[WHAT YOU WILL DO]
Only lines holding the word "tired" are wanted from the records; copy all of them.

(Extracted records)
----------------

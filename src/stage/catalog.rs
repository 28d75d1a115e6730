//! Behavioral pattern catalog and early pattern detection.

use serde::{Deserialize, Serialize};

/// Patterns kept after detection.
pub const MAX_DETECTED_PATTERNS: usize = 3;

const BASE_CONFIDENCE: f64 = 0.4;
const CONFIDENCE_PER_HIT: f64 = 0.15;
const MAX_CONFIDENCE: f64 = 0.95;

/// Static catalog entry: a named tension, its keywords and a canned insight.
///
/// A keyword matches a whole word or phrase. A trailing `*` marks a stem that
/// matches any word starting with it.
#[derive(Debug, Clone, Copy)]
pub struct BehaviorPattern {
    pub name: &'static str,
    pub keywords: &'static [&'static str],
    pub insight: &'static str,
}

/// The behavioral pattern catalog.
pub const PATTERN_CATALOG: &[BehaviorPattern] = &[
    BehaviorPattern {
        name: "control-vs-chaos",
        keywords: &[
            "control*", "chaos", "chaotic", "overwhelm*", "uncertain*", "unpredictab*", "mess",
            "messy", "plan", "planning", "spiral*",
        ],
        insight: "You grip control hardest exactly where the chaos feels least survivable.",
    },
    BehaviorPattern {
        name: "security-vs-freedom",
        keywords: &[
            "secure", "security", "stable", "stability", "freedom", "free", "trapped", "escape",
            "risk*",
        ],
        insight: "The safety you built has become the cage you want to leave.",
    },
    BehaviorPattern {
        name: "belonging-vs-authenticity",
        keywords: &[
            "fit in", "belong*", "approval", "judg*", "pretend*", "mask", "real me", "reject*",
        ],
        insight: "You trade pieces of yourself for a seat at the table.",
    },
    BehaviorPattern {
        name: "achievement-vs-rest",
        keywords: &[
            "burnout", "burned out", "exhausted", "tired", "rest", "productive", "hustle",
            "deadline*", "overwork*",
        ],
        insight: "You only let yourself rest after earning it, and it is never earned.",
    },
    BehaviorPattern {
        name: "perfection-vs-progress",
        keywords: &[
            "perfect*", "mistake*", "good enough", "fail*", "procrastinat*", "not ready",
            "stupid",
        ],
        insight: "Waiting to be ready is how you avoid being judged unfinished.",
    },
    BehaviorPattern {
        name: "duty-vs-desire",
        keywords: &[
            "should", "have to", "supposed to", "obligat*", "guilt*", "expected", "let them down",
        ],
        insight: "The life you owe others keeps outbidding the life you want.",
    },
    BehaviorPattern {
        name: "connection-vs-independence",
        keywords: &[
            "alone", "lonely", "independen*", "relationship*", "distance", "depend*", "clingy",
            "my own space",
        ],
        insight: "You keep people at arm's length so needing them never costs you.",
    },
];

/// Lowercased words joined by single spaces, padded with a space on both
/// ends so keywords can be matched at word boundaries.
fn normalize(text: &str) -> String {
    let lowered = text.to_lowercase();
    let mut normalized = String::with_capacity(lowered.len() + 2);
    normalized.push(' ');
    for word in lowered
        .split(|c: char| !c.is_alphanumeric() && c != '\'')
        .map(|w| w.trim_matches('\''))
        .filter(|w| !w.is_empty())
    {
        normalized.push_str(word);
        normalized.push(' ');
    }
    normalized
}

fn keyword_matches(normalized: &str, keyword: &str) -> bool {
    match keyword.strip_suffix('*') {
        Some(stem) => normalized.contains(&format!(" {}", stem)),
        None => normalized.contains(&format!(" {} ", keyword)),
    }
}

/// A detected instance of a catalog pattern.
#[derive(Debug, Clone, PartialEq, Serialize, Deserialize)]
pub struct Pattern {
    pub name: String,
    /// Keywords that matched, in catalog order.
    pub evidence: Vec<String>,
    /// 0.0-1.0
    pub confidence: f64,
}

impl Pattern {
    /// The two competing sides: "control-vs-chaos" -> ("control", "chaos").
    pub fn sides(&self) -> (&str, &str) {
        self.name
            .split_once("-vs-")
            .unwrap_or((self.name.as_str(), "the alternative"))
    }

    /// Canned insight for this pattern, if it is a catalog entry.
    pub fn insight(&self) -> Option<&'static str> {
        find_pattern(&self.name).map(|p| p.insight)
    }
}

/// Look up a catalog entry by name.
pub fn find_pattern(name: &str) -> Option<&'static BehaviorPattern> {
    PATTERN_CATALOG.iter().find(|p| p.name == name)
}

/// `min(0.4 + 0.15 * hits, 0.95)`, rounded to two decimals.
pub fn pattern_confidence(hits: usize) -> f64 {
    let raw = (BASE_CONFIDENCE + CONFIDENCE_PER_HIT * hits as f64).min(MAX_CONFIDENCE);
    (raw * 100.0).round() / 100.0
}

/// Detect catalog patterns across the transcript so far.
///
/// History and the latest text are joined and case-folded; each catalog
/// keyword found at a word boundary counts as one hit. Patterns with no hits are dropped, the
/// rest are sorted by confidence (ties keep catalog order) and capped at three.
pub fn detect_patterns_early(latest: &str, history: &[String]) -> Vec<Pattern> {
    let mut transcript = history.join(" ");
    transcript.push(' ');
    transcript.push_str(latest);
    let transcript = normalize(&transcript);

    if transcript.trim().is_empty() {
        return Vec::new();
    }

    let mut detected: Vec<Pattern> = PATTERN_CATALOG
        .iter()
        .filter_map(|entry| {
            let evidence: Vec<String> = entry
                .keywords
                .iter()
                .filter(|k| keyword_matches(&transcript, k))
                .map(|k| k.trim_end_matches('*').to_string())
                .collect();
            if evidence.is_empty() {
                return None;
            }
            Some(Pattern {
                name: entry.name.to_string(),
                confidence: pattern_confidence(evidence.len()),
                evidence,
            })
        })
        .collect();

    // Stable sort keeps catalog order for equal confidence
    detected.sort_by(|a, b| b.confidence.total_cmp(&a.confidence));
    detected.truncate(MAX_DETECTED_PATTERNS);
    detected
}

#[cfg(test)]
mod tests {
    use super::*;
    use proptest::prelude::*;

    #[test]
    fn test_control_vs_chaos_two_hits() {
        let patterns = detect_patterns_early("I can't control anything, it's all chaos", &[]);
        let found = patterns
            .iter()
            .find(|p| p.name == "control-vs-chaos")
            .expect("control-vs-chaos detected");
        assert_eq!(found.confidence, 0.7);
        assert_eq!(found.evidence, vec!["control", "chaos"]);
    }

    #[test]
    fn test_keywords_match_at_word_boundaries() {
        // "explain", "message" and "interested" hide plan, mess and rest
        let patterns =
            detect_patterns_early("Let me explain the message, I'm interested", &[]);
        assert!(patterns.is_empty());
    }

    #[test]
    fn test_related_keywords_counted_once_per_word() {
        let patterns = detect_patterns_early("I want freedom", &[]);
        assert_eq!(patterns[0].name, "security-vs-freedom");
        assert_eq!(patterns[0].evidence, vec!["freedom"]);
        assert_eq!(patterns[0].confidence, 0.55);

        let patterns = detect_patterns_early("I'm fiercely independent", &[]);
        assert_eq!(patterns[0].evidence, vec!["independen"]);
    }

    #[test]
    fn test_stems_and_phrases() {
        let patterns = detect_patterns_early("I keep procrastinating, it never feels good enough", &[]);
        assert_eq!(patterns[0].name, "perfection-vs-progress");
        assert_eq!(patterns[0].evidence, vec!["good enough", "procrastinat"]);
    }

    #[test]
    fn test_single_hit_confidence() {
        assert_eq!(pattern_confidence(1), 0.55);
        assert_eq!(pattern_confidence(0), 0.4);
    }

    #[test]
    fn test_confidence_capped() {
        assert_eq!(pattern_confidence(4), 0.95);
        assert_eq!(pattern_confidence(100), 0.95);
    }

    #[test]
    fn test_empty_input_yields_no_patterns() {
        assert!(detect_patterns_early("", &[]).is_empty());
        assert!(detect_patterns_early("   ", &["".to_string()]).is_empty());
    }

    #[test]
    fn test_no_keywords_yields_no_patterns() {
        assert!(detect_patterns_early("The weather is nice today", &[]).is_empty());
    }

    #[test]
    fn test_history_is_included() {
        let history = vec!["I feel so trapped at my job".to_string()];
        let patterns = detect_patterns_early("but it pays well and it's stable", &history);
        assert_eq!(patterns[0].name, "security-vs-freedom");
        assert_eq!(patterns[0].confidence, 0.7);
    }

    #[test]
    fn test_sorted_and_capped_at_three() {
        let text = "I should rest but I'm exhausted and tired, I feel alone, \
                    I can't control the chaos, I'm trapped, I pretend to fit in";
        let patterns = detect_patterns_early(text, &[]);
        assert_eq!(patterns.len(), MAX_DETECTED_PATTERNS);
        assert_eq!(patterns[0].name, "achievement-vs-rest");
        assert!(patterns
            .windows(2)
            .all(|w| w[0].confidence >= w[1].confidence));
    }

    #[test]
    fn test_catalog_insight_lookup() {
        let pattern = Pattern {
            name: "duty-vs-desire".to_string(),
            evidence: vec!["should".to_string()],
            confidence: 0.55,
        };
        assert!(pattern.insight().is_some());
        assert_eq!(pattern.sides(), ("duty", "desire"));
        assert!(find_pattern("nonexistent").is_none());
    }

    proptest! {
        #[test]
        fn prop_confidence_never_exceeds_cap(hits in 0usize..1000) {
            let c = pattern_confidence(hits);
            prop_assert!(c <= 0.95);
            prop_assert!(c >= 0.4);
        }

        #[test]
        fn prop_detection_bounded(text in ".{0,200}") {
            let patterns = detect_patterns_early(&text, &[]);
            prop_assert!(patterns.len() <= MAX_DETECTED_PATTERNS);
            for p in &patterns {
                prop_assert!(p.confidence <= 0.95);
                prop_assert!(!p.evidence.is_empty());
            }
        }
    }
}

----------------

[EXERCISE SOLUTION]
            "burnout", "burned out", "exhausted", "tired", "rest", "productive", "hustle",
        let text = "I should rest but I'm exhausted and tired, I feel alone, \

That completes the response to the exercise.